Ask Bill Walton!
Q: What it do, Bill!!!
I have a question. Who is the most terrible player in NBA history? I mean, there have been a lot of sorry sacks of shit out there throughout the years. You have John Bagley, Jack Haley, Jon Koncak, Dave Corzine, Jim McIlvane... I mean, shit!! It's a gang of bastards who should've gotten their asses kicked just by giving us that kind of effort night in and night out. What made you want to excel on the court and in life? Plus, do you think Tim Hardaway should get another broadcasting job just to bring unintentional comedy to the viewers at home or is that considered being wrong simply laughing at his immense lack of understanding for the English language and grammar?
Best from the Midwest
There are no horrible players in the NBA. All of these fine young men have tested the rigors of life and have overcome them and excelled in both the game of life and the game of basketball. I have the utmost respect for each and every one of these fine young men. There is a sniper in the corner of the room and he is instructed to shoot if I bash any NBA players. I'm not kidding, please send help. So to answer your question Best, I cannot say, honestly, that there are any bad players.
Who is Tim Hardaway?
Q: Preach Bill!!!!!
How come you never made an attempt to sleep with many women as Wilt Chamberlain? I mean you played the best ball in your life in Portland while winning a championship there, you're 7 feet tall, you had red hair, you smoked weed... fuck! You should've been tearing walls down by the masses damnit!! Fuck is wrong with you... were you just pussy whooped by Luke's mom or was it because you are white and have a lil' cock? Oh, and is Vin Baker gay? I think he and Kendall Gill swap man foam in a sissified game of homosexual shaving. They both played for Seattle and are just as depressing.
The Great One
A: Dear Great One,
Vin Baker is a fine young man, one who I admire and cherish as both a person and a human being!

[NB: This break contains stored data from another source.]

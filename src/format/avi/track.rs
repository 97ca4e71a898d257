//! Per-track writer state

use crate::codec::{Codec, FrameBuffer, Palette};
use crate::format::FormatDescriptor;
use bytes::{BufMut, Bytes, BytesMut};
use std::fmt;

/// Default key frame interval of video tracks
pub const DEFAULT_VIDEO_SYNC_INTERVAL: u32 = 30;
/// Default key frame interval of audio tracks
pub const DEFAULT_AUDIO_SYNC_INTERVAL: u32 = 1;

/// Codec binding of a track
///
/// A track starts `Unset`. The first write that needs a codec moves it to
/// `Bound` or `Failed`; a failed lookup is not retried.
pub(crate) enum CodecSlot {
    Unset,
    Bound(Box<dyn Codec>),
    Failed,
}

impl CodecSlot {
    pub(crate) fn get(&self) -> Option<&dyn Codec> {
        match self {
            CodecSlot::Bound(codec) => Some(codec.as_ref()),
            _ => None,
        }
    }
}

impl fmt::Debug for CodecSlot {
    fn fmt(&self, f: &mut fmt::Formatter<'_>) -> fmt::Result {
        match self {
            CodecSlot::Unset => f.write_str("Unset"),
            CodecSlot::Bound(codec) => write!(f, "Bound({})", codec.name()),
            CodecSlot::Failed => f.write_str("Failed"),
        }
    }
}

/// Media specific track state
#[derive(Debug, Clone)]
pub enum TrackKind {
    Video {
        depth: u32,
        /// Palette assumed before the first palette change of a 4-bit track
        palette: Option<Palette>,
        /// Last palette written to the stream
        previous_palette: Option<Palette>,
    },
    Audio,
}

/// A stream of the container and everything needed to write to it
#[derive(Debug)]
pub struct Track {
    pub(crate) format: FormatDescriptor,
    pub(crate) codec: CodecSlot,
    pub(crate) sync_interval: u32,
    pub(crate) sample_count: u64,
    /// Reused for every codec call; overwritten each time
    pub(crate) output: FrameBuffer,
    pub(crate) kind: TrackKind,
    /// Time scale and rate of the stream: a sample lasts `scale / rate` seconds
    pub(crate) scale: u32,
    pub(crate) rate: u32,
}

impl Track {
    pub(crate) fn video(format: FormatDescriptor, depth: u32, scale: u32, rate: u32) -> Self {
        let palette = (depth == 4).then(Palette::vga16);
        Track {
            format,
            codec: CodecSlot::Unset,
            sync_interval: DEFAULT_VIDEO_SYNC_INTERVAL,
            sample_count: 0,
            output: FrameBuffer::new(),
            kind: TrackKind::Video {
                depth,
                palette,
                previous_palette: None,
            },
            scale,
            rate,
        }
    }

    pub(crate) fn audio(format: FormatDescriptor, sample_rate: u32) -> Self {
        Track {
            format,
            codec: CodecSlot::Unset,
            sync_interval: DEFAULT_AUDIO_SYNC_INTERVAL,
            sample_count: 0,
            output: FrameBuffer::new(),
            kind: TrackKind::Audio,
            scale: 1,
            rate: sample_rate,
        }
    }

    pub fn format(&self) -> &FormatDescriptor {
        &self.format
    }

    pub fn kind(&self) -> &TrackKind {
        &self.kind
    }

    pub fn sample_count(&self) -> u64 {
        self.sample_count
    }

    pub fn sync_interval(&self) -> u32 {
        self.sync_interval
    }

    /// Whether the next sample must be a key frame
    pub(crate) fn is_sync_sample(&self) -> bool {
        self.sync_interval != 0 && self.sample_count % self.sync_interval as u64 == 0
    }

    /// Compare `palette` with the one last written and build a palette change
    /// record if it differs or `keyframe` is set.
    ///
    /// Only 4 and 8 bit video tracks have palettes; everything else returns
    /// `None`. The record always covers the whole palette:
    ///
    /// ```text
    /// u8 first entry, u8 entry count (256 wraps to 0), u16 flags = 0,
    /// then red, green, blue, 0 per entry
    /// ```
    pub(crate) fn palette_change(&mut self, palette: &Palette, keyframe: bool) -> Option<Bytes> {
        let TrackKind::Video {
            depth,
            palette: default_palette,
            previous_palette,
        } = &mut self.kind
        else {
            return None;
        };
        if *depth != 4 && *depth != 8 {
            return None;
        }

        let max_entries = 1usize << *depth;
        let active = |p: &Palette| p.entries().iter().take(max_entries).copied().collect::<Vec<_>>();
        let entries = active(palette);
        let baseline = match (previous_palette.as_ref(), *depth) {
            (Some(previous), _) => Some(active(previous)),
            (None, 4) => default_palette.as_ref().map(active),
            (None, _) => None,
        };
        if !keyframe && baseline.as_ref() == Some(&entries) {
            return None;
        }

        let mut record = BytesMut::with_capacity(4 + entries.len() * 4);
        record.put_u8(0);
        record.put_u8(entries.len() as u8);
        record.put_u16_le(0);
        for c in &entries {
            record.put_slice(&[c.r, c.g, c.b, 0]);
        }
        *previous_palette = Some(palette.clone());
        Some(record.freeze())
    }
}
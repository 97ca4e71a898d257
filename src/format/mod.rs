//! Container formats
//!
//! Format descriptors shared by codecs and writers, and the AVI writer.

pub mod avi;
pub mod descriptor;

pub use descriptor::{DataClass, Encoding, FormatDescriptor, FormatKey, FormatValue, MimeType};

As for my love life, I am still a virgin and I have a very special relationship with Coach Wooden. Take that any way you want.
Q: Bill muthafuckin Walton...
Who would you consider the following to be with players in the league right now:
The Next Black Danny Ferry
A: The Womanizer,
The Next Black Danny Ferry = Antoine Walker
The Next Derrick Coleman = Darius Miles
Most overrated player ever = Currently I would say Allen Iverson is very overrated but Dr. J was the most overrated player ever
The Next Jon Koncak = Chris Kaman and his large mother
Is Terry Teagle a good fantasy pick? Friends tend to tell me no he isn't but I truly think so because of his jump shot form. Please advise.
Dazed and Confused
Are you as happy as I am that Isiah Thomas got fired finally. I agree with Emilio Escobar, the new superstar in late night comedy, that he was the fuckin most awful coach in the league. Well I guess he was second cause George "I can't coach ants at a gatdamn picnic" Karl was the first in two fucked up history making events... first coach to lead a number 1 seed to defeat at the hands of a number 8 seed in the playoffs (Seattle losing to Denver) and the glorious debacle of the U.S.A. team with NBA players losing not only a game, but not qualifying for a medal or shit else.That was actually a brillant piece of fucking up. So I ask you, could you play for these cocksuckers and if they were your coaches instead of the great Jack Ramsay, could you have still the played the best basketball of your life in Portland? Would the fans adopt the team? And what's the latest with JoJo English? Have you seen him lately?
A: Mr. Flamboyant,
Isiah is a wonderful human being and a fantastic kisser from what Magic Johnson told me. I don't know who this Emily Escobar character is but I would have to agree that Isiah is just a terrible coach. For being in a conference with no dominating big men and you have TWO and you lose in the first round of the playoffs is just inexcusable.
George Karl has led his team to the NBA Finals and, for this, he deserves credit. George has the tenacity and the stick-to-it-iveness that is needed in today's fast-paced basketball NBA league!
I would love to play for the USA team in the olympics but only if Maurice Lucas, Elgin Baylor, Connie Hawkins, Bill Russell, Pete Maravich, and some other people who were infinitely better than my overrated self were to join the team as well to make me look better. Hopefully I won't be so bitter about my feet injuries and I won't take it out on other players while I sit in the broadcast booth either since I'll actually be playing.